Become Exchange Member: How to Become a Liquidity Provider?

A liquidity provider is an exchange member responsible for ensuring liquidity in a specific security by obligatorily placing limited buy and sell orders on the market within a specific price range (bid-ask spread) and executing trades based on these orders in their own name and for their own account.
 
The process of obtaining the status of a liquidity provider is extremely simple and brief.
  • Conditions for Obtaining the Status of a Liquidity Provider
  • Any exchange member who commits to maintaining at least the minimum requirements prescribed by the Instructions for Liquidity Providers can acquire the status of a liquidity provider.
     
    For performing the role of a liquidity provider, an exchange member can either enter into a special agreement with the issuer or decide to do this service independently without any prior agreement with the issuer.
  • Application for Obtaining the Status of a Liquidity Provider
  • To obtain a liquidity provider status, it is necessary to submit a completed application for liquidity provider status using a special form to the exchange (Form 01/VL).
  • Assignment of the Liquidity Provider Status
  • The assignment of the liquidity provider status is typically completed within a few days after receiving the application.
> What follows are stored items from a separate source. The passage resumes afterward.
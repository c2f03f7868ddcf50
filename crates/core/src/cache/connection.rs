//! Database connection management with pragma configuration.
//!
//! Opening applies the pragmas (WAL journal, relaxed sync) and then runs
//! pending migrations. All statements for one `CacheDb` execute on a single
//! background thread, which serializes writers.

use super::migrations;
use crate::Error;
use std::path::Path;
use tokio_rusqlite::Connection;

const PRAGMAS: &str = "PRAGMA journal_mode=WAL;
     PRAGMA synchronous=NORMAL;
     PRAGMA temp_store=MEMORY;
     PRAGMA foreign_keys=ON;";

/// Local store handle for cached searches and favorites.
///
/// Cheap to clone; clones share the same background connection.
#[derive(Clone, Debug)]
pub struct CacheDb {
    pub(crate) conn: Connection,
}

impl CacheDb {
    /// Open a database at the specified path.
    ///
    /// Creates the file if it doesn't exist.
    pub async fn open(path: impl AsRef<Path>) -> Result<Self, Error> {
        let path = path.as_ref();
        tracing::debug!(path = %path.display(), "opening cache database");
        let conn = Connection::open(path).await.map_err(|e| Error::Database(e.into()))?;
        Self::init(conn).await
    }

    /// Open an in-memory database for testing.
    pub async fn open_in_memory() -> Result<Self, Error> {
        let conn = Connection::open_in_memory()
            .await
            .map_err(|e| Error::Database(e.into()))?;
        Self::init(conn).await
    }

    /// Flush and close the connection. Other clones fail from here on.
    pub async fn close(self) -> Result<(), Error> {
        self.conn.close().await?;
        Ok(())
    }

    async fn init(conn: Connection) -> Result<Self, Error> {
        conn.call(|conn| {
            conn.execute_batch(PRAGMAS)?;
            Ok(())
        })
        .await
        .map_err(Error::Database)?;

        migrations::run(&conn).await?;

        Ok(Self { conn })
    }
}
//! Cross-catalog fan-out, merge and ranking.
//!
//! One query goes to every enabled source at once. Each source's complete
//! result set is buffered, then the sets are merged in priority order
//! (the order the sources were supplied in), regardless of which response
//! arrived first. Records sharing a normalized `title|author` key collapse
//! into one; every field is set-if-empty, so the highest-priority source
//! that has a value keeps it.

use listenup_core::record::{UNTITLED, rank};
use listenup_core::{AggregatedRecord, AppConfig, normalized_key};
use std::collections::HashMap;
use std::sync::Arc;
use std::time::Duration;
use tokio::task::JoinSet;

use crate::gutenberg::{GutenbergClient, GutenbergConfig};
use crate::librivox::{LibriVoxClient, LibriVoxConfig};
use crate::openlibrary::{OpenLibraryClient, OpenLibraryConfig};
use crate::source::{SourceClient, SourceRecord};
use crate::{SourceError, http::DEFAULT_TIMEOUT};

/// Default number of hits requested from each source.
pub const DEFAULT_LIMIT: usize = 12;

/// Aggregation failures. Individual source failures are not errors.
#[derive(Debug, Clone, thiserror::Error)]
pub enum AggregateError {
    /// Every enabled source failed for this query.
    #[error("all sources failed: {}", .0.join("; "))]
    AllSourcesFailed(Vec<String>),
}

/// Accumulates one merged record.
#[derive(Debug)]
struct RecordBuilder {
    record: AggregatedRecord,
}

impl RecordBuilder {
    fn new() -> Self {
        Self { record: AggregatedRecord::new("", "") }
    }

    fn apply(&mut self, title: &str, author: &str, hit: &SourceRecord) {
        let r = &mut self.record;
        if r.title.is_empty() {
            r.title = title.to_string();
        }
        if r.author.is_empty() {
            r.author = author.to_string();
        }
        r.text.fill_from(&hit.text);
        fill(&mut r.audio_url, &hit.audio_url);
        fill(&mut r.cover_url, &hit.cover_url);
        fill(&mut r.language, &hit.language);
        if r.first_publish_year.is_none() {
            r.first_publish_year = hit.first_publish_year;
        }
        if !r.sources.contains(&hit.source) {
            r.sources.push(hit.source);
        }
    }

    fn finish(mut self) -> AggregatedRecord {
        if self.record.title.trim().is_empty() {
            self.record.title = UNTITLED.to_string();
        }
        self.record
    }
}

fn fill(slot: &mut Option<String>, candidate: &Option<String>) {
    if slot.as_deref().is_none_or(|s| s.trim().is_empty())
        && let Some(value) = candidate.as_deref().filter(|s| !s.trim().is_empty())
    {
        *slot = Some(value.to_string());
    }
}

/// Merge result sets given in priority order and rank the outcome.
pub fn merge<I>(result_sets: I) -> Vec<AggregatedRecord>
where
    I: IntoIterator<Item = Vec<SourceRecord>>,
{
    // Builders stay in first-seen order so ranking ties resolve by source priority.
    let mut builders: Vec<RecordBuilder> = Vec::new();
    let mut index: HashMap<String, usize> = HashMap::new();

    for hit in result_sets.into_iter().flatten() {
        let title = hit.title.as_deref().map(str::trim).filter(|t| !t.is_empty()).unwrap_or(UNTITLED);
        let author = hit.author.as_deref().map(str::trim).unwrap_or_default();
        let slot = *index.entry(normalized_key(title, author)).or_insert_with(|| {
            builders.push(RecordBuilder::new());
            builders.len() - 1
        });
        builders[slot].apply(title, author, &hit);
    }

    let mut records: Vec<AggregatedRecord> = builders.into_iter().map(RecordBuilder::finish).collect();
    rank(&mut records);
    records
}

/// Fans a query out to every source and merges the answers.
#[derive(Clone)]
pub struct Aggregator {
    sources: Vec<Arc<dyn SourceClient>>,
    limit: usize,
    source_timeout: Duration,
}

impl Aggregator {
    /// Sources are merged in the order given: earlier sources win field conflicts.
    pub fn new(sources: Vec<Arc<dyn SourceClient>>) -> Self {
        Self { sources, limit: DEFAULT_LIMIT, source_timeout: DEFAULT_TIMEOUT }
    }

    /// Text, audio and bibliographic catalogs, in that priority, from app config.
    pub fn from_config(config: &AppConfig) -> Result<Self, SourceError> {
        let sources: Vec<Arc<dyn SourceClient>> = vec![
            Arc::new(GutenbergClient::new(GutenbergConfig::from_app(config))?),
            Arc::new(LibriVoxClient::new(LibriVoxConfig::from_app(config))?),
            Arc::new(OpenLibraryClient::new(OpenLibraryConfig::from_app(config))?),
        ];
        Ok(Self::new(sources).with_limit(config.page_size).with_source_timeout(config.timeout()))
    }

    pub fn with_limit(mut self, limit: usize) -> Self {
        self.limit = limit;
        self
    }

    /// Bound on each individual source call; a late source counts as failed.
    pub fn with_source_timeout(mut self, timeout: Duration) -> Self {
        self.source_timeout = timeout;
        self
    }

    pub fn sources(&self) -> &[Arc<dyn SourceClient>] {
        &self.sources
    }

    /// Search every enabled source concurrently and merge the results.
    ///
    /// A failing source contributes nothing; only when every enabled source
    /// fails is the whole call an error. Dropping the returned future aborts
    /// all pending source calls.
    pub async fn aggregate(&self, query: &str) -> Result<Vec<AggregatedRecord>, AggregateError> {
        let query = query.trim();
        if query.is_empty() {
            return Ok(Vec::new());
        }

        let mut join_set = JoinSet::new();
        let mut enabled = 0usize;

        for (idx, source) in self.sources.iter().enumerate() {
            if !source.is_enabled() {
                tracing::debug!(source = %source.kind(), "source disabled, skipping");
                continue;
            }
            enabled += 1;

            let source = Arc::clone(source);
            let query = query.to_string();
            let limit = self.limit;
            let timeout = self.source_timeout;

            join_set.spawn(async move {
                let result = match tokio::time::timeout(timeout, source.search(&query, limit)).await {
                    Ok(result) => result,
                    Err(_) => Err(SourceError::Timeout),
                };
                (idx, result)
            });
        }

        let mut buffered: Vec<Option<Vec<SourceRecord>>> = (0..self.sources.len()).map(|_| None).collect();
        let mut failures = Vec::new();

        while let Some(joined) = join_set.join_next().await {
            match joined {
                Ok((idx, Ok(records))) => {
                    tracing::debug!(source = %self.sources[idx].kind(), hits = records.len(), "source answered");
                    buffered[idx] = Some(records);
                }
                Ok((idx, Err(e))) => {
                    let kind = self.sources[idx].kind();
                    tracing::warn!(source = %kind, "source failed: {}", e);
                    failures.push(format!("{kind}: {e}"));
                }
                Err(e) => {
                    tracing::warn!("source task failed: {}", e);
                    failures.push(e.to_string());
                }
            }
        }

        if enabled > 0 && failures.len() == enabled {
            return Err(AggregateError::AllSourcesFailed(failures));
        }

        let records = merge(buffered.into_iter().flatten());
        tracing::info!(query, sources = enabled, failed = failures.len(), results = records.len(), "aggregated search");
        Ok(records)
    }
}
Based on this, an agreement is signed with the exchange member, and a resolution on the assignment of the liquidity provider status is issued. Subsequently, the liquidity provider status is enabled in the trading system for the exchange member.
     
  • Benefits
  • Becoming a liquidity provider does not entail any additional costs for the exchange member.
     
    Due to positive effects of providing this service on trading, liquidity providers are granted discounts on fees for trades executed on behalf of maintaining liquidity.
     
    Usually, the issuer of the financial instrument also financially supports the liquidity provider of their instrument.